I restored it nearly 3 years ago. Would it still work ? I checked each and every time interval and yeah, still works 100% !

So cool to adjust that old Tek scope with period test gear, the very instrument that the manual mentions !

With these sharp pulses/marks, it's easy to check the scope and see that it's impossible to make every time mark line up with every division of the graticule = the horizontal section of the scope is not 100% linear. I remember than when I restored/calibrated my little Tek 317 scope nearly 10 years ago, the manual DID tell you to check and adjust, as best you could, the linearity (and wishing you good luck with it as it's impossible to get perfect). However in the 502 there is no way to adjust it, so they don't even mention it in the calibration procedure. It is what it is...

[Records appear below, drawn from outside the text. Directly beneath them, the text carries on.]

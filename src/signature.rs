// -*- mode: rust; -*-
//
// This file is part of pairing-tss.
// See LICENSE for licensing information.

//! Pairing signatures

use std::convert::TryFrom;

use crate::algebra::GroupElement;
use crate::{Error, PairingPublicKey, SignatureSchema};

/// A pairing signature: the hashed message in the signature group, multiplied
/// by the signer's secret.
#[derive(Clone, Debug, PartialEq, Eq, Hash)]
#[cfg_attr(feature = "serde", derive(serde::Serialize, serde::Deserialize))]
#[cfg_attr(feature = "serde", serde(try_from = "SerdeHelper"))]
#[cfg_attr(feature = "serde", serde(into = "SerdeHelper"))]
pub struct PairingSignature {
    schema: SignatureSchema,
    signature_element: GroupElement,
}

impl PairingSignature {
    /// Wraps a point, which must belong to the schema's signature group.
    pub fn from_element(
        schema: SignatureSchema,
        signature_element: GroupElement,
    ) -> Result<PairingSignature, Error> {
        if signature_element.group() != &schema.signature_group()? {
            return Err(Error::GroupMismatch);
        }
        Ok(PairingSignature {
            schema,
            signature_element,
        })
    }

    /// The schema this signature belongs to.
    pub fn schema(&self) -> SignatureSchema {
        self.schema
    }

    /// The signature point.
    pub fn signature_element(&self) -> &GroupElement {
        &self.signature_element
    }

    /// Checks `e(signature, generator) == e(H(msg), public key)`.
    ///
    /// Returns [`Error::GroupMismatch`] if `pk` was made under another schema.
    pub fn verify_signature(&self, pk: &PairingPublicKey, msg: &[u8]) -> Result<bool, Error> {
        if pk.schema() != self.schema {
            return Err(Error::GroupMismatch);
        }
        let pairing = self.schema.pairing()?;
        let generator = self.schema.public_key_group()?.generator()?;
        let hashed = self.schema.signature_group()?.element_from_hash(msg)?;

        let lhs = pairing.pairing_between(&self.signature_element, &generator)?;
        let rhs = pairing.pairing_between(&hashed, pk.key_element())?;
        lhs.is_equal_to(&rhs)
    }

    /// `[schema id byte] ++ compressed point`
    pub fn to_bytes(&self) -> Vec<u8> {
        let mut bytes = Vec::with_capacity(1 + self.signature_element.as_bytes().len());
        bytes.push(self.schema.id_byte());
        bytes.extend_from_slice(self.signature_element.as_bytes());
        bytes
    }

    /// Parses the output of [`PairingSignature::to_bytes`].
    pub fn from_bytes(bytes: &[u8]) -> Result<PairingSignature, Error> {
        let (id_byte, element) = bytes.split_first().ok_or(Error::MalformedSignature)?;
        let schema = SignatureSchema::from_id_byte(*id_byte);
        let group = schema.signature_group()?;
        if element.len() != group.element_size() {
            return Err(Error::MalformedSignature);
        }
        Ok(PairingSignature {
            schema,
            signature_element: group.element_from_bytes(element)?,
        })
    }
}

#[cfg_attr(feature = "serde", derive(serde::Serialize, serde::Deserialize))]
struct SerdeHelper(Vec<u8>);

impl TryFrom<SerdeHelper> for PairingSignature {
    type Error = Error;

    fn try_from(helper: SerdeHelper) -> Result<Self, Self::Error> {
        PairingSignature::from_bytes(&helper.0)
    }
}

impl From<PairingSignature> for SerdeHelper {
    fn from(sig: PairingSignature) -> Self {
        Self(sig.to_bytes())
    }
}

New problem unveiled : manual tells you to calibrate using 10us and 1us markers. The scope displays markers just fine all the way down to 10us (100kHz), however it fails to trigger on 1us markers (1MHz). So I interrupted the calibration procedure and did a quick experiment : fed the scope with a sine wave of comfortable amplitude, 5Vpp, and made it span 6 vertical divisions. Just so I am sure the trigger section had no excuse for not triggering. Then I swept the frequency to see what would happen. I started at 100kHz to mimic the repetition rate of the 10us markers. It triggers just fine there. Then I increased the frequency in 10kHz steps and bingo... the scope can't trigger at 1MHz. It can trigger reliably up to 400kHz. At 410 and 420 the picture gets a bit blurry/fuzzy, and at 430kHz it abruptly, solidly fails to trigger, no more picture to look at....

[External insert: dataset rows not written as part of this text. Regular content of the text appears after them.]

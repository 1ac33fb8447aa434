use super::*;

use crate::messages::constants::MAX_TSS_MESSAGE_LEN;
use crate::messages::validate::{MsgErr, Validate};


fn transaction_id(submitter: u64) -> TransactionId {
    TransactionId {
        submitter: NodeId(submitter),
        sequence: 1,
    }
}

fn message() -> TssMessageTransaction {
    TssMessageTransaction {
        transaction_id: transaction_id(1),
        source_roster_hash: RosterHash([1; 32]),
        target_roster_hash: RosterHash([2; 32]),
        share_index: 1,
        tss_message: vec![0xab; 16],
    }
}

fn vote() -> TssVoteTransaction {
    TssVoteTransaction {
        transaction_id: transaction_id(3),
        voter: NodeId(3),
        source_roster_hash: RosterHash([1; 32]),
        target_roster_hash: RosterHash([2; 32]),
        ledger_id: vec![0x01; 97],
        node_signature: vec![0x02; 64],
        tss_vote: vec![0b1011],
    }
}

#[test]
fn validate_tss_message() {
    assert_eq!(message().validate().err(), None);

    let mut zero_index = message();
    zero_index.share_index = 0;
    let validate = Validate::validate(&zero_index).err().expect("an error");
    assert_eq!(validate, MsgErr::InvalidShareIndex);

    let mut empty = message();
    empty.tss_message.clear();
    let validate = Validate::validate(&empty).err().expect("an error");
    assert_eq!(validate, MsgErr::EmptyTssMessage);

    let mut too_big = message();
    too_big.tss_message = vec![0; MAX_TSS_MESSAGE_LEN + 1];
    let validate = Validate::validate(&too_big).err().expect("an error");
    assert_eq!(validate, MsgErr::MsgTooBig);
}

#[test]
fn validate_tss_vote() {
    assert_eq!(vote().validate().err(), None);

    let mut impersonated = vote();
    impersonated.voter = NodeId(4);
    let validate = Validate::validate(&impersonated).err().expect("an error");
    assert_eq!(validate, MsgErr::VoterMustBeSubmitter);

    let mut no_ledger_id = vote();
    no_ledger_id.ledger_id.clear();
    let validate = Validate::validate(&no_ledger_id).err().expect("an error");
    assert_eq!(validate, MsgErr::EmptyLedgerId);

    let mut unsigned = vote();
    unsigned.node_signature.clear();
    let validate = Validate::validate(&unsigned).err().expect("an error");
    assert_eq!(validate, MsgErr::EmptyNodeSignature);

    let mut blank = vote();
    blank.tss_vote.clear();
    let validate = Validate::validate(&blank).err().expect("an error");
    assert_eq!(validate, MsgErr::EmptyVote);
}

#[test]
fn validate_share_signature() {
    let signature = TssShareSignatureTransaction {
        transaction_id: transaction_id(2),
        roster_hash: RosterHash([1; 32]),
        share_index: 3,
        message_hash: vec![7; 48],
        share_signature: vec![],
    };
    let validate = Validate::validate(&signature).err().expect("an error");
    assert_eq!(validate, MsgErr::EmptyShareSignature);
}

#[test]
fn serialize_roster_hash_as_hex() {
    let json = serde_json::to_string(&RosterHash([0xab; 32])).unwrap();
    assert_eq!(json, format!("\"{}\"", "ab".repeat(32)));

    let parsed: RosterHash = serde_json::from_str(&json).unwrap();
    assert_eq!(parsed, RosterHash([0xab; 32]));

    let short = format!("\"{}\"", "ab".repeat(31));
    assert!(serde_json::from_str::<RosterHash>(&short).is_err());
}

#[test]
fn serialize_tss_vote() {
    let json = serde_json::to_string(&vote()).unwrap();
    let parsed: TssVoteTransaction = serde_json::from_str(&json).unwrap();
    assert_eq!(parsed, vote());
}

I get the exact same results on both channels, so it's unlikely that the problem comes from the trigger pickup tube that's part of each vertical amplifier sub-assembly. The problem must be in the trigger section per se, in the upper deck. I think I had a similar issue with the Type 317, was a weak tube. The 502 has a B/W of 1MHz so it would be nice if it could trigger at least up to that figure. Usually scopes can trigger even beyond the B/W of the scope, since the scope is still useful a bit above its B/W spec.

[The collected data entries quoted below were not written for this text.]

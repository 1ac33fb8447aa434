// -*- mode: rust; -*-
//
// This file is part of pairing-tss.
// See LICENSE for licensing information.

//! Node configuration.

use crate::{Error, SignatureSchema};

/// Default cap on the number of shares a single node is allocated.
pub const DEFAULT_MAX_SHARES_PER_NODE: u32 = 10;

/// Node configuration for roster keying.
#[derive(Clone, Debug, Eq, PartialEq)]
#[cfg_attr(feature = "serde", derive(serde::Serialize, serde::Deserialize))]
#[cfg_attr(feature = "serde", serde(default))]
pub struct TssConfig {
    /// Whether this node keys the active roster. Candidate rosters are keyed
    /// when this is off.
    pub key_active_roster: bool,
    /// The number of shares allocated to the node with the largest weight.
    pub max_shares_per_node: u32,
    /// Whether ledger signature requests are answered with private share
    /// signatures rather than a placeholder digest.
    pub sign_with_ledger_id: bool,
    /// The packed id byte of the schema this node signs with.
    pub signature_schema: u8,
}

impl TssConfig {
    /// The configured schema.
    pub fn schema(&self) -> Result<SignatureSchema, Error> {
        let schema = SignatureSchema::from_id_byte(self.signature_schema);
        // fail early on curves this build cannot compute on
        schema.curve().adapter()?;
        Ok(schema)
    }
}

impl Default for TssConfig {
    fn default() -> Self {
        TssConfig {
            key_active_roster: false,
            max_shares_per_node: DEFAULT_MAX_SHARES_PER_NODE,
            sign_with_ledger_id: false,
            signature_schema: SignatureSchema::DEFAULT.id_byte(),
        }
    }
}

#[cfg(test)]
mod tests {
    use super::*;

    #[test]
    fn missing_fields_take_defaults() {
        let config: TssConfig = serde_json::from_str(r#"{ "key_active_roster": true }"#).unwrap();
        assert!(config.key_active_roster);
        assert_eq!(config.max_shares_per_node, DEFAULT_MAX_SHARES_PER_NODE);
        assert!(!config.sign_with_ledger_id);
        assert_eq!(config.schema().unwrap(), SignatureSchema::DEFAULT);
    }

    #[test]
    fn unsupported_schema_is_rejected() {
        let config = TssConfig {
            signature_schema: 0x03,
            ..TssConfig::default()
        };
        assert_eq!(config.schema().err().expect("an error"), Error::UnsupportedCurve(3));
    }
}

Sweep length : it was spanning the graticule but not more. The calibration procedure doesn't talk about this, but the scope does provide a trimmer to adjust it. So I lengthened it. It now spans the CRT width fully. However you can't go too crazy with this trimmer because it makes only the RIGHT side of the sweep longer, the left side is not affected. Which means that the more you lengthen it, the more you have to turn the position control CCW to centre the trace... which means that now, the trace is NOT centred anymore when the position control is centred. It does bug me....

Now that the trace spans the CRT fully, I now notice a new "problem" : see picture. Where the trace is outside of the graticule, on the right side the brightness of the trace remains constant all the way until it disappears off screen, nice. However on the left side, the brightness decreases, it's quite dimmer. Bugs me again

Maybe a CRT problem ? Not fixable then...
Vertical AmplifiersWell this side of things was all over the shop so a cal was much needed indeed.
First adjust the DC balance, coarse then fine.
Then adjust the Differential balance, something I had never done before as it's the first time I work on a scope with diff inputs. So that was cool to do.
Then adjust the gain. That was the opportunity to use just the perfect thing for the job : the Tek cal fixture I acquired just the other day !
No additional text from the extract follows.